(wālz)
A principality of the United Kingdom west of England on the island of Great Britain. Incorporated with England since the Act of Union (1536), Wales has maintained its own distinct culture and a strong nationalist sentiment. Cardiff is the capital and the largest city. Population: 2,970,000.
Word History: Although Celtic-speaking peoples were living in Britain before the arrival of the invaders from Friesland and Jutland whose languages would eventually develop into English, it was the Celts and not the invaders who came to be called “strangers” in English.
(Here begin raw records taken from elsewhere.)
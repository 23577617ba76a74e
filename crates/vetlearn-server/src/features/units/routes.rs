//! Unit routes
//!
//! - `GET /units/available?page&page_size&training_package_code` - Upstream units, annotated
//! - `POST /units/:code/sync` - Ingest one unit now
//! - `POST /units/bulk-download` - Queue a unit download job
//! - `GET /units/download-status/:job_id` - Job snapshot

use axum::{
    extract::{Path, Query, State},
    response::{IntoResponse, Response},
    routing::{get, post},
    Json, Router,
};

use super::queries::{list_available, ListAvailableUnitsQuery};
use crate::api::response::{ApiResponse, ApiResult};
use crate::features::download_jobs::routes::{bulk_download, download_status, sync_component};
use crate::ingest::{IngestService, JobKind};
use crate::middleware::AdminUser;

pub fn units_routes() -> Router<IngestService> {
    Router::new()
        .route("/units/available", get(list_available_units))
        .route("/units/:code/sync", post(sync_unit))
        .route("/units/bulk-download", post(bulk_download_units))
        .route("/units/download-status/:job_id", get(download_status))
}

/// List units offered upstream
///
/// # Endpoint
///
/// `GET /api/units/available?page=1&page_size=50&training_package_code=BSB`
///
/// # Response
///
/// - `200 OK` - Page of units with `inDatabase` and `processed` flags
/// - `400 Bad Request` - Invalid paging
/// - `500 Internal Server Error` - Upstream credentials not configured
/// - `502 Bad Gateway` - Upstream failure
#[tracing::instrument(skip(admin, service, query), fields(user_id = %admin.user_id))]
async fn list_available_units(
    admin: AdminUser,
    State(service): State<IngestService>,
    Query(query): Query<ListAvailableUnitsQuery>,
) -> ApiResult<Response> {
    let page = list_available::handle(&service, query).await?;
    Ok(ApiResponse::success(page).into_response())
}

/// Download units by code
///
/// # Endpoint
///
/// `POST /api/units/bulk-download`
///
/// # Request Body
///
/// ```json
/// ["BSBWHS211", "CHCCOM005"]
/// ```
#[tracing::instrument(skip(admin, service, codes), fields(user_id = %admin.user_id, items = codes.len()))]
async fn bulk_download_units(
    admin: AdminUser,
    State(service): State<IngestService>,
    Json(codes): Json<Vec<String>>,
) -> ApiResult<Response> {
    bulk_download(admin, &service, JobKind::Units, codes).await
}

/// Ingest a single unit without queuing a job
///
/// # Endpoint
///
/// `POST /api/units/{code}/sync`
#[tracing::instrument(skip(admin, service), fields(user_id = %admin.user_id))]
async fn sync_unit(
    admin: AdminUser,
    State(service): State<IngestService>,
    Path(code): Path<String>,
) -> ApiResult<Response> {
    sync_component(admin, &service, JobKind::Units, code).await
}
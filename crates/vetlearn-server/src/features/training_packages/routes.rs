//! Training package routes
//!
//! - `GET /training-packages/available?page&page_size` - Upstream packages, annotated
//! - `POST /training-packages/:code/sync` - Ingest one training package now
//! - `POST /training-packages/bulk-download` - Queue a package download job
//! - `GET /training-packages/download-status/:job_id` - Job snapshot
//! - `GET /packages/download-status/:job_id` - Same, shorter path

use axum::{
    extract::{Path, Query, State},
    response::{IntoResponse, Response},
    routing::{get, post},
    Json, Router,
};

use super::queries::{list_available, ListAvailablePackagesQuery};
use crate::api::response::{ApiResponse, ApiResult};
use crate::features::download_jobs::routes::{bulk_download, download_status, sync_component};
use crate::ingest::{IngestService, JobKind};
use crate::middleware::AdminUser;

pub fn training_packages_routes() -> Router<IngestService> {
    Router::new()
        .route("/training-packages/available", get(list_available_packages))
        .route("/training-packages/:code/sync", post(sync_training_package))
        .route("/training-packages/bulk-download", post(bulk_download_packages))
        .route("/training-packages/download-status/:job_id", get(download_status))
        .route("/packages/download-status/:job_id", get(download_status))
}

/// List training packages offered upstream
///
/// # Endpoint
///
/// `GET /api/training-packages/available?page=1&page_size=50`
///
/// # Response
///
/// - `200 OK` - Page of packages with `inDatabase` and `processed` flags
/// - `400 Bad Request` - Invalid paging
/// - `500 Internal Server Error` - Upstream credentials not configured
/// - `502 Bad Gateway` - Upstream failure
#[tracing::instrument(skip(admin, service, query), fields(user_id = %admin.user_id))]
async fn list_available_packages(
    admin: AdminUser,
    State(service): State<IngestService>,
    Query(query): Query<ListAvailablePackagesQuery>,
) -> ApiResult<Response> {
    let page = list_available::handle(&service, query).await?;
    Ok(ApiResponse::success(page).into_response())
}

/// Download training packages by code
///
/// # Endpoint
///
/// `POST /api/training-packages/bulk-download`
///
/// # Request Body
///
/// ```json
/// ["BSB", "CHC"]
/// ```
#[tracing::instrument(skip(admin, service, codes), fields(user_id = %admin.user_id, items = codes.len()))]
async fn bulk_download_packages(
    admin: AdminUser,
    State(service): State<IngestService>,
    Json(codes): Json<Vec<String>>,
) -> ApiResult<Response> {
    bulk_download(admin, &service, JobKind::Packages, codes).await
}

/// Ingest a single training package without queuing a job
///
/// # Endpoint
///
/// `POST /api/training-packages/{code}/sync`
#[tracing::instrument(skip(admin, service), fields(user_id = %admin.user_id))]
async fn sync_training_package(
    admin: AdminUser,
    State(service): State<IngestService>,
    Path(code): Path<String>,
) -> ApiResult<Response> {
    sync_component(admin, &service, JobKind::Packages, code).await
}
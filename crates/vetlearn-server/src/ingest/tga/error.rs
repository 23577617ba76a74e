//! Upstream client error taxonomy

use thiserror::Error;

pub type TgaResult<T> = std::result::Result<T, TgaError>;

#[derive(Error, Debug, Clone, PartialEq, Eq)]
pub enum TgaError {
    /// Credentials were rejected; retrying cannot help
    #[error("TGA rejected the configured credentials (HTTP {status})")]
    Auth { status: u16 },

    /// Network failure, timeout, or a 5xx without a SOAP fault
    #[error("TGA transport failure: {0}")]
    Transport(String),

    /// The component, its release or its XML file does not exist upstream
    #[error("{0}")]
    NotFound(String),

    /// The envelope did not have the expected shape, or carried a SOAP fault
    #[error("Malformed TGA response: {0}")]
    Malformed(String),
}

impl TgaError {
    pub fn is_retriable(&self) -> bool {
        matches!(self, TgaError::Transport(_))
    }

    pub fn component_not_found(code: &str) -> Self {
        TgaError::NotFound(format!("Component {} not found in TGA", code))
    }
}

impl From<reqwest::Error> for TgaError {
    fn from(err: reqwest::Error) -> Self {
        if let Some(status) = err.status() {
            if status.as_u16() == 401 || status.as_u16() == 403 {
                return TgaError::Auth {
                    status: status.as_u16(),
                };
            }
        }
        TgaError::Transport(err.to_string())
    }
}

impl From<quick_xml::de::DeError> for TgaError {
    fn from(err: quick_xml::de::DeError) -> Self {
        TgaError::Malformed(err.to_string())
    }
}
//! Training packages feature module
//!
//! Upstream package listing, bulk package downloads and single-package sync.
//! A package download also pulls the package's units, qualifications and
//! skillsets.

pub mod queries;
pub mod routes;

#[cfg(test)]
mod routes_test;

pub use routes::training_packages_routes;
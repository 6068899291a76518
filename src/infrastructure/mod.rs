//! Infrastructure layer - concrete loaders for definition sources

pub mod openapi;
Our words for the descendants of one of the Celtish peoples,
Welsh, and for their homeland,
Wales, come from the Old English word
wealh, meaning “foreigner, stranger, Celt.” Its plural
wealas is the direct ancestor of
Wales, literally “foreigners.” The Old English adjective derived from
wealh, wǽlisc or
welisc, is the source of our
Welsh. The Germanic form for the root from which
wealh descended was
*walh-, “foreign.” We also have attested once in Old English the compound
walhhnutu in a document from around 1050; its next recording appears in 1358 as
walnottes. This eventually became
walnut in Modern English, which is thus literally the “foreign nut.” The nut was “foreign” because it was native to Roman Gaul and Italy.